A comparative study of iterative and non-iterative feature selection techniques for software defect prediction

Two important problems which can affect the performance of classification models are high-dimensionality (an overabundance of independent features in the dataset) and imbalanced data (a skewed class distribution which creates at least one class with many fewer instances than other classes). To resolve these problems concurrently, we propose an iterative feature selection approach, which repeated applies data sampling (in order to address class imbalance) followed by feature selection (in order to address high-dimensionality), and finally we perform an aggregation step which combines the ranked feature lists from the separate iterations of sampling.

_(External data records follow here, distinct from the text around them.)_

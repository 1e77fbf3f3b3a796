//! Coordinator metrics and mailbox monitoring.
//!
//! Senders record the enqueue before posting and the actor records the
//! dequeue after handling, so depth counts messages waiting or in flight.
//!
//! | Level    | Depth     |
//! |----------|-----------|
//! | Normal   | < 32      |
//! | Warning  | 32-128    |
//! | Critical | > 128     |

use std::sync::atomic::{AtomicU64, AtomicUsize, Ordering};
use std::sync::Arc;
use tracing::{debug, warn};

/// Mailbox depth above which the coordinator is considered busy.
pub const COORDINATOR_MAILBOX_NORMAL: usize = 32;

/// Mailbox depth above which the coordinator is falling behind.
pub const COORDINATOR_MAILBOX_WARNING: usize = 128;

/// Mailbox depth level for alerting.
#[derive(Debug, Clone, Copy, PartialEq, Eq)]
pub enum MailboxLevel {
    /// Below normal threshold.
    Normal,
    /// Between normal and warning thresholds.
    Warning,
    /// Above warning threshold.
    Critical,
}

/// Mailbox monitor for tracking queue depth.
#[derive(Debug)]
pub struct MailboxMonitor {
    /// Actor identifier (local participant or a label before one is assigned).
    actor_id: String,
    /// Current mailbox depth.
    depth: AtomicUsize,
    /// Peak mailbox depth since creation.
    peak_depth: AtomicUsize,
    /// Total messages processed.
    messages_processed: AtomicU64,
}

impl MailboxMonitor {
    #[must_use]
    pub fn new(actor_id: impl Into<String>) -> Self {
        Self {
            actor_id: actor_id.into(),
            depth: AtomicUsize::new(0),
            peak_depth: AtomicUsize::new(0),
            messages_processed: AtomicU64::new(0),
        }
    }

    /// Record a message being added to the mailbox.
    pub fn record_enqueue(&self) {
        let new_depth = self.depth.fetch_add(1, Ordering::Relaxed) + 1;
        self.peak_depth.fetch_max(new_depth, Ordering::Relaxed);

        match Self::level_for_depth(new_depth) {
            MailboxLevel::Critical => {
                warn!(
                    target: "pair.actor.mailbox",
                    actor_id = %self.actor_id,
                    depth = new_depth,
                    threshold = COORDINATOR_MAILBOX_WARNING,
                    "Mailbox depth critical"
                );
            }
            MailboxLevel::Warning if new_depth == COORDINATOR_MAILBOX_NORMAL + 1 => {
                // Log once when crossing into warning
                debug!(
                    target: "pair.actor.mailbox",
                    actor_id = %self.actor_id,
                    depth = new_depth,
                    "Mailbox depth elevated"
                );
            }
            _ => {}
        }
    }

    /// Undo an enqueue whose send failed.
    pub fn record_rejected(&self) {
        self.depth.fetch_sub(1, Ordering::Relaxed);
    }

    /// Record a message being removed from the mailbox (processed).
    pub fn record_dequeue(&self) {
        self.depth.fetch_sub(1, Ordering::Relaxed);
        self.messages_processed.fetch_add(1, Ordering::Relaxed);
    }

    #[must_use]
    pub fn current_depth(&self) -> usize {
        self.depth.load(Ordering::Relaxed)
    }

    #[must_use]
    pub fn peak_depth(&self) -> usize {
        self.peak_depth.load(Ordering::Relaxed)
    }

    #[must_use]
    pub fn messages_processed(&self) -> u64 {
        self.messages_processed.load(Ordering::Relaxed)
    }

    #[must_use]
    pub fn current_level(&self) -> MailboxLevel {
        Self::level_for_depth(self.current_depth())
    }

    fn level_for_depth(depth: usize) -> MailboxLevel {
        if depth > COORDINATOR_MAILBOX_WARNING {
            MailboxLevel::Critical
        } else if depth > COORDINATOR_MAILBOX_NORMAL {
            MailboxLevel::Warning
        } else {
            MailboxLevel::Normal
        }
    }
}

/// Session counters shared between the coordinator and whoever reports on it.
///
/// All fields are atomic so readers never contend with the actor.
#[derive(Debug, Default)]
pub struct SessionMetrics {
    sessions_started: AtomicU64,
    sessions_ended: AtomicU64,
    calls_placed: AtomicU64,
    calls_answered: AtomicU64,
    remote_streams: AtomicU64,
    stale_events: AtomicU64,
}

/// Point-in-time copy of [`SessionMetrics`].
#[derive(Debug, Clone, Copy, Default, PartialEq, Eq)]
pub struct SessionMetricsSnapshot {
    pub sessions_started: u64,
    pub sessions_ended: u64,
    pub calls_placed: u64,
    pub calls_answered: u64,
    pub remote_streams: u64,
    pub stale_events: u64,
}

impl SessionMetrics {
    /// Create a new shared metrics instance.
    #[must_use]
    pub fn new() -> Arc<Self> {
        Arc::new(Self::default())
    }

    pub fn session_started(&self) {
        self.sessions_started.fetch_add(1, Ordering::Relaxed);
    }

    pub fn session_ended(&self) {
        self.sessions_ended.fetch_add(1, Ordering::Relaxed);
    }

    pub fn call_placed(&self) {
        self.calls_placed.fetch_add(1, Ordering::Relaxed);
    }

    pub fn call_answered(&self) {
        self.calls_answered.fetch_add(1, Ordering::Relaxed);
    }

    pub fn remote_stream_received(&self) {
        self.remote_streams.fetch_add(1, Ordering::Relaxed);
    }

    /// A completion or timer from an earlier session was discarded.
    pub fn stale_event(&self) {
        self.stale_events.fetch_add(1, Ordering::Relaxed);
    }

    #[must_use]
    pub fn snapshot(&self) -> SessionMetricsSnapshot {
        SessionMetricsSnapshot {
            sessions_started: self.sessions_started.load(Ordering::Relaxed),
            sessions_ended: self.sessions_ended.load(Ordering::Relaxed),
            calls_placed: self.calls_placed.load(Ordering::Relaxed),
            calls_answered: self.calls_answered.load(Ordering::Relaxed),
            remote_streams: self.remote_streams.load(Ordering::Relaxed),
            stale_events: self.stale_events.load(Ordering::Relaxed),
        }
    }
}

#[cfg(test)]
#[allow(clippy::unwrap_used, clippy::expect_used)]
mod tests {
    use super::*;

    #[test]
    fn test_mailbox_monitor_enqueue_dequeue() {
        let monitor = MailboxMonitor::new("alice");

        assert_eq!(monitor.current_depth(), 0);

        monitor.record_enqueue();
        monitor.record_enqueue();
        monitor.record_enqueue();
        assert_eq!(monitor.current_depth(), 3);
        assert_eq!(monitor.peak_depth(), 3);

        monitor.record_dequeue();
        assert_eq!(monitor.current_depth(), 2);
        assert_eq!(monitor.peak_depth(), 3); // Peak stays at 3
        assert_eq!(monitor.messages_processed(), 1);

        monitor.record_rejected();
        assert_eq!(monitor.current_depth(), 1);
        assert_eq!(monitor.messages_processed(), 1);
    }

    #[test]
    fn test_mailbox_monitor_levels() {
        let monitor = MailboxMonitor::new("alice");
        assert_eq!(monitor.current_level(), MailboxLevel::Normal);

        for _ in 0..=COORDINATOR_MAILBOX_NORMAL {
            monitor.record_enqueue();
        }
        assert_eq!(monitor.current_level(), MailboxLevel::Warning);

        for _ in 0..COORDINATOR_MAILBOX_WARNING {
            monitor.record_enqueue();
        }
        assert_eq!(monitor.current_level(), MailboxLevel::Critical);
    }

    #[test]
    fn test_session_metrics_snapshot() {
        let metrics = SessionMetrics::new();
        metrics.session_started();
        metrics.call_placed();
        metrics.remote_stream_received();
        metrics.remote_stream_received();
        metrics.stale_event();

        let snapshot = metrics.snapshot();
        assert_eq!(snapshot.sessions_started, 1);
        assert_eq!(snapshot.calls_placed, 1);
        assert_eq!(snapshot.calls_answered, 0);
        assert_eq!(snapshot.remote_streams, 2);
        assert_eq!(snapshot.stale_events, 1);
    }
}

This approach is designed to find a ranked feature list which is particularly effective on the more balanced dataset resulting from sampling while minimizing the risk of losing data through the sampling step and missing important features. To demonstrate this technique, we employ 18 different feature selection algorithms and Random Undersampling with two post-sampling class distributions. We also investigate the use of sampling and feature selection without the iterative step (e.g., using the ranked list from a single iteration, rather than combining the lists from multiple iterations), and compare these results from the version which uses iteration. Our study is carried out using three groups of datasets with different levels of class balance, all of which were collected from a real-world software system. All of our experiments use four different learners and one feature subset size. We find that our proposed iterative feature selection approach outperforms the non-iterative approach.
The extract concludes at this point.